うま には のってみよ ひと には そうてみよ

意味

馬の良し悪しは実際に乗ってみなければ分からず、人の性格や本当の姿も、実際に親しく付き合ってみなければ分からないというたとえ。外見や評判だけで判断せず、自分で経験して相手を見極めることの大切さをいう。

由来

作者や正確な成立時期、初出の文献は明らかではない。馬が重要な移動・労働手段であった時代の実感をもとに、馬の能力は乗って初めて分かることを、人付き合いにたとえた民間のことわざと考えられる。少なくとも近世(江戸時代)には、同趣旨の表現が広く用いられていたとされる。

備考

「添うて」は「添って」の古い言い方で、ここでは親しく付き添う・交際する意。

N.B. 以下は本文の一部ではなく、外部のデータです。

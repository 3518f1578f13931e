// This Source Code Form is subject to the terms of the Mozilla Public
// License, v. 2.0. If a copy of the MPL was not distributed with this
// file, You can obtain one at https://mozilla.org/MPL/2.0/.

use core::fmt;

/// IPMI network function (request form).
#[derive(Debug, Clone, Copy, PartialEq, Eq, Hash)]
#[repr(transparent)]
pub struct NetFn(pub u8);

impl NetFn {
    /// Controller-specific OEM network function used by the BIOS update
    /// command set.
    pub const OEM: Self = Self(0x30);
}

impl fmt::Display for NetFn {
    fn fmt(&self, f: &mut fmt::Formatter<'_>) -> fmt::Result {
        write!(f, "{:#04x}", self.0)
    }
}

/// Network function and responder LUN packed into the single byte that
/// appears on the wire (`netfn << 2 | lun`).
#[derive(Clone, Copy, PartialEq, Eq, Hash)]
#[repr(transparent)]
pub struct NetFnLun(u8);

impl NetFnLun {
    pub const OEM: Self = Self::new(NetFn::OEM, 0);

    /// `lun` is truncated to its low two bits.
    pub const fn new(netfn: NetFn, lun: u8) -> Self {
        Self((netfn.0 << 2) | (lun & 0x03))
    }

    pub const fn netfn(self) -> NetFn {
        NetFn(self.0 >> 2)
    }

    pub const fn lun(self) -> u8 {
        self.0 & 0x03
    }

    pub const fn as_u8(self) -> u8 {
        self.0
    }
}

impl fmt::Debug for NetFnLun {
    fn fmt(&self, f: &mut fmt::Formatter<'_>) -> fmt::Result {
        f.debug_struct("NetFnLun")
            .field("netfn", &self.netfn())
            .field("lun", &self.lun())
            .finish()
    }
}

#[cfg(test)]
mod tests {
    use super::*;

    #[test]
    fn oem_netfn_lun_packing() {
        assert_eq!(NetFnLun::OEM.as_u8(), 0xc0);
        assert_eq!(NetFnLun::OEM.netfn(), NetFn::OEM);
        assert_eq!(NetFnLun::OEM.lun(), 0);

        let n = NetFnLun::new(NetFn(0x06), 0x07);
        assert_eq!(n.netfn(), NetFn(0x06));
        assert_eq!(n.lun(), 0x03);
        assert_eq!(NetFn::OEM.to_string(), "0x30");
    }
}
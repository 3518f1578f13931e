// This Source Code Form is subject to the terms of the Mozilla Public
// License, v. 2.0. If a copy of the MPL was not distributed with this
// file, You can obtain one at https://mozilla.org/MPL/2.0/.

//! The tests in this file pin the exact request bytes of every OEM command.
//!
//! If a test here fails, _do not change the test_: the BMC firmware defines
//! these layouts and will misinterpret anything else.

use bmc_oem_messages::CancelUpgrade;
use bmc_oem_messages::FinalizeUpgrade;
use bmc_oem_messages::FlashImage;
use bmc_oem_messages::OemRequest;
use bmc_oem_messages::QueryBiosDate;
use bmc_oem_messages::QueryBiosVersion;
use bmc_oem_messages::QueryProductId;
use bmc_oem_messages::QueryProgress;
use bmc_oem_messages::StartUpgrade;
use bmc_oem_messages::TransferId;
use bmc_oem_messages::UploadChunk;

fn assert_encoded(expected: &[u8], request: impl Into<OemRequest>) {
    let request = request.into();
    assert_eq!(expected, request.encode(), "incorrect encoding of {request:?}");
}

#[test]
fn start_upgrade() {
    #[rustfmt::skip]
    let expected = &[
        0x04, 0x03, 0x02, 0x01, // image_size
    ];
    assert_encoded(expected, StartUpgrade { image_size: 0x01020304 });
}

#[test]
fn upload_chunk() {
    #[rustfmt::skip]
    let expected = &[
        0x02, 0x01,             // transfer_id
        0x00, 0x10, 0x00, 0x00, // offset
        0xaa, 0xbb, 0xcc,       // data
    ];
    assert_encoded(
        expected,
        UploadChunk {
            transfer_id: TransferId(0x0102),
            offset: 0x1000,
            data: vec![0xaa, 0xbb, 0xcc],
        },
    );
}

#[test]
fn flash_image() {
    #[rustfmt::skip]
    let expected = &[
        0x02, 0x01,             // transfer_id
        0x01, 0x00, 0x00, 0x80, // flag
    ];
    assert_encoded(
        expected,
        FlashImage { transfer_id: TransferId(0x0102), flag: 0x8000_0001 },
    );
}

#[test]
fn transfer_id_only_requests() {
    let id = TransferId(0xbeef);
    assert_encoded(&[0xef, 0xbe], CancelUpgrade { transfer_id: id });
    assert_encoded(&[0xef, 0xbe], FinalizeUpgrade { transfer_id: id });
    assert_encoded(&[0xef, 0xbe], QueryProgress { transfer_id: id });
}

#[test]
fn queries() {
    assert_encoded(&[], QueryProductId);
    assert_encoded(&[0x00, 0x00], QueryBiosVersion);
    assert_encoded(&[0x01, 0x00], QueryBiosDate);
}

#[test]
fn command_codes() {
    let id = TransferId(0);
    let cases: Vec<(OemRequest, u8)> = vec![
        (StartUpgrade { image_size: 0 }.into(), 0x61),
        (UploadChunk { transfer_id: id, offset: 0, data: vec![] }.into(), 0x62),
        (FlashImage { transfer_id: id, flag: 0 }.into(), 0x63),
        (CancelUpgrade { transfer_id: id }.into(), 0x64),
        (FinalizeUpgrade { transfer_id: id }.into(), 0x65),
        (QueryProgress { transfer_id: id }.into(), 0x66),
        (QueryProductId.into(), 0x21),
        (QueryBiosVersion.into(), 0xac),
        (QueryBiosDate.into(), 0xac),
    ];
    for (request, code) in cases {
        assert_eq!(request.code(), code, "{}", request.name());
        assert_eq!(request.netfn_lun().as_u8(), 0xc0, "{}", request.name());
    }
}
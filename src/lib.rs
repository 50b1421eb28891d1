//! DAI/ETH swap client
//!
//! Connects a wallet, tracks its ETH and DAI balances and swaps DAI for ETH
//! through the Uniswap V2 Router02:
//! - [`wallet::WalletManager`] owns the wallet session and reacts to account,
//!   network and token-transfer events
//! - [`swap::SwapManager`] quotes both directions and runs approve-then-swap
//! - [`ui`] renders both for the terminal
//!
//! # Security Model
//!
//! - Private keys never leave the wallet module
//! - Every user-facing outcome goes through the notification channel

pub mod config;
pub mod contracts;
pub mod format;
pub mod messages;
pub mod notify;
pub mod provider;
pub mod swap;
pub mod tokens;
pub mod ui;
pub mod wallet;

mod error;

// Re-export commonly used types
pub use config::{Config, Network, RpcConfig};
pub use error::{Error, Result};
pub use notify::{Notification, NotificationKind, Notifier};
pub use swap::{Quote, SwapManager, SwapStage, SwapState};
pub use wallet::{WalletManager, WalletState};
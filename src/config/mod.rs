//! Configuration for the swap client

pub mod rpc;

use crate::tokens::{chains, registry};
use crate::{Error, Result};
use alloy::primitives::Address;
use serde::{Deserialize, Serialize};
use std::path::Path;
use std::str::FromStr;

// Re-export RPC config
pub use rpc::RpcConfig;

/// Environment variable names
pub mod env_vars {
    pub const APP_ENV: &str = "APP_ENV";
    pub const DAI_ADDRESS: &str = "DAI_ADDRESS";
    pub const UNISWAP_ROUTER_ADDRESS: &str = "UNISWAP_ROUTER_ADDRESS";
    pub const SWAP_DEADLINE_SECS: &str = "SWAP_DEADLINE_SECS";
    pub const DISPLAY_DIGITS: &str = "DISPLAY_DIGITS";
    pub const NETWORK_POLL_SECS: &str = "NETWORK_POLL_SECS";
    pub const PRIVATE_KEY: &str = "PRIVATE_KEY";
}

/// Swap transactions are rejected by the chain this long after submission
pub const DEFAULT_SWAP_DEADLINE_SECS: u64 = 30 * 60;
pub const DEFAULT_NETWORK_POLL_SECS: u64 = 4;

/// The network the client insists on
#[derive(Debug, Clone, Copy, PartialEq, Eq, Hash, Serialize, Deserialize)]
#[serde(rename_all = "lowercase")]
pub enum Network {
    Mainnet,
    Ropsten,
}

impl Network {
    pub fn chain_id(&self) -> u64 {
        match self {
            Network::Mainnet => chains::MAINNET,
            Network::Ropsten => chains::ROPSTEN,
        }
    }

    /// Display name used in "switch network" prompts
    pub fn name(&self) -> &'static str {
        match self {
            Network::Mainnet => "Ethereum Mainnet",
            Network::Ropsten => "Ropsten Testnet",
        }
    }

    /// Development builds run against the testnet
    pub fn for_environment(app_env: &str) -> Self {
        if app_env.eq_ignore_ascii_case("development") {
            Network::Ropsten
        } else {
            Network::Mainnet
        }
    }
}

/// Main configuration
#[derive(Debug, Clone, Serialize, Deserialize)]
pub struct Config {
    /// Expected network; sessions on any other chain are refused
    pub network: Network,
    /// DAI token contract
    pub dai_address: Address,
    /// Uniswap V2 Router02 contract
    pub router_address: Address,
    /// Swap deadline window (seconds)
    #[serde(default = "default_swap_deadline_secs")]
    pub swap_deadline_secs: u64,
    /// Decimal digits shown for balances and prices
    #[serde(default = "default_display_digits")]
    pub display_digits: usize,
    /// How often the RPC provider checks for a network change (seconds)
    #[serde(default = "default_network_poll_secs")]
    pub network_poll_secs: u64,
}

fn default_swap_deadline_secs() -> u64 {
    DEFAULT_SWAP_DEADLINE_SECS
}

fn default_display_digits() -> usize {
    crate::format::DISPLAY_DIGITS
}

fn default_network_poll_secs() -> u64 {
    DEFAULT_NETWORK_POLL_SECS
}

impl Config {
    /// Defaults for a network, taken from the token registry
    pub fn for_network(network: Network) -> Self {
        let (dai_address, router_address) = registry()
            .for_chain(network.chain_id())
            .map(|tokens| (tokens.dai, tokens.router))
            .unwrap_or_default();

        Self {
            network,
            dai_address,
            router_address,
            swap_deadline_secs: DEFAULT_SWAP_DEADLINE_SECS,
            display_digits: crate::format::DISPLAY_DIGITS,
            network_poll_secs: DEFAULT_NETWORK_POLL_SECS,
        }
    }

    /// Build configuration from environment variables
    pub fn from_env() -> Result<Self> {
        Self::from_lookup(|name| std::env::var(name).ok())
    }

    /// Build configuration from an arbitrary variable lookup
    pub fn from_lookup<F>(lookup: F) -> Result<Self>
    where
        F: Fn(&str) -> Option<String>,
    {
        let app_env = lookup(env_vars::APP_ENV).unwrap_or_else(|| "production".to_string());
        let mut config = Self::for_network(Network::for_environment(&app_env));

        if let Some(value) = lookup(env_vars::DAI_ADDRESS) {
            config.dai_address = parse_var(env_vars::DAI_ADDRESS, &value)?;
        }
        if let Some(value) = lookup(env_vars::UNISWAP_ROUTER_ADDRESS) {
            config.router_address = parse_var(env_vars::UNISWAP_ROUTER_ADDRESS, &value)?;
        }
        if let Some(value) = lookup(env_vars::SWAP_DEADLINE_SECS) {
            config.swap_deadline_secs = parse_var(env_vars::SWAP_DEADLINE_SECS, &value)?;
        }
        if let Some(value) = lookup(env_vars::DISPLAY_DIGITS) {
            config.display_digits = parse_var(env_vars::DISPLAY_DIGITS, &value)?;
        }
        if let Some(value) = lookup(env_vars::NETWORK_POLL_SECS) {
            config.network_poll_secs = parse_var(env_vars::NETWORK_POLL_SECS, &value)?;
        }

        config.validate()?;
        Ok(config)
    }

    /// Load configuration from a JSON file
    pub fn from_file(path: &Path) -> Result<Self> {
        let content = std::fs::read_to_string(path)
            .map_err(|e| Error::Config(format!("{}: {}", path.display(), e)))?;
        let config: Config = serde_json::from_str(&content)?;
        config.validate()?;
        Ok(config)
    }

    fn validate(&self) -> Result<()> {
        if self.dai_address == Address::ZERO {
            return Err(Error::Config(format!(
                "{} is not set for {}",
                env_vars::DAI_ADDRESS,
                self.network.name()
            )));
        }
        if self.router_address == Address::ZERO {
            return Err(Error::Config(format!(
                "{} is not set for {}",
                env_vars::UNISWAP_ROUTER_ADDRESS,
                self.network.name()
            )));
        }
        if self.swap_deadline_secs == 0 {
            return Err(Error::Config(
                "swap deadline window must be at least one second".to_string(),
            ));
        }
        Ok(())
    }

    pub fn expected_chain_id(&self) -> u64 {
        self.network.chain_id()
    }
}

impl Default for Config {
    fn default() -> Self {
        Self::for_network(Network::Mainnet)
    }
}

fn parse_var<T>(name: &str, value: &str) -> Result<T>
where
    T: FromStr,
    T::Err: std::fmt::Display,
{
    value
        .trim()
        .parse()
        .map_err(|e| Error::Config(format!("Invalid {}: {}", name, e)))
}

相手をよく知るには実際の交流が必要だという意味であり、無警戒に他人を信用せよという意味ではない。

例文

  • 採用面接だけでは人柄を十分に判断できない。馬には乗ってみよ人には添うてみよと言うように、しばらく一緒に働いてみることも必要だ。
  • 彼は第一印象では無口だったが、付き合ううちにとても親切な人だと分かった。まさに馬には乗ってみよ人には添うてみよである。
  • うわさだけで新しい取引先を決めず、まず会って話してみよう。馬には乗ってみよ人には添うてみよ、というからね。
  • 娘の友人について心配していたが、実際に会ってみると礼儀正しい人だった。馬には乗ってみよ人には添うてみよだと思った。
  • 新しいチームのメンバーとは、仕事を共にして初めて互いの長所が見えてくる。馬には乗ってみよ人には添うてみよということだ。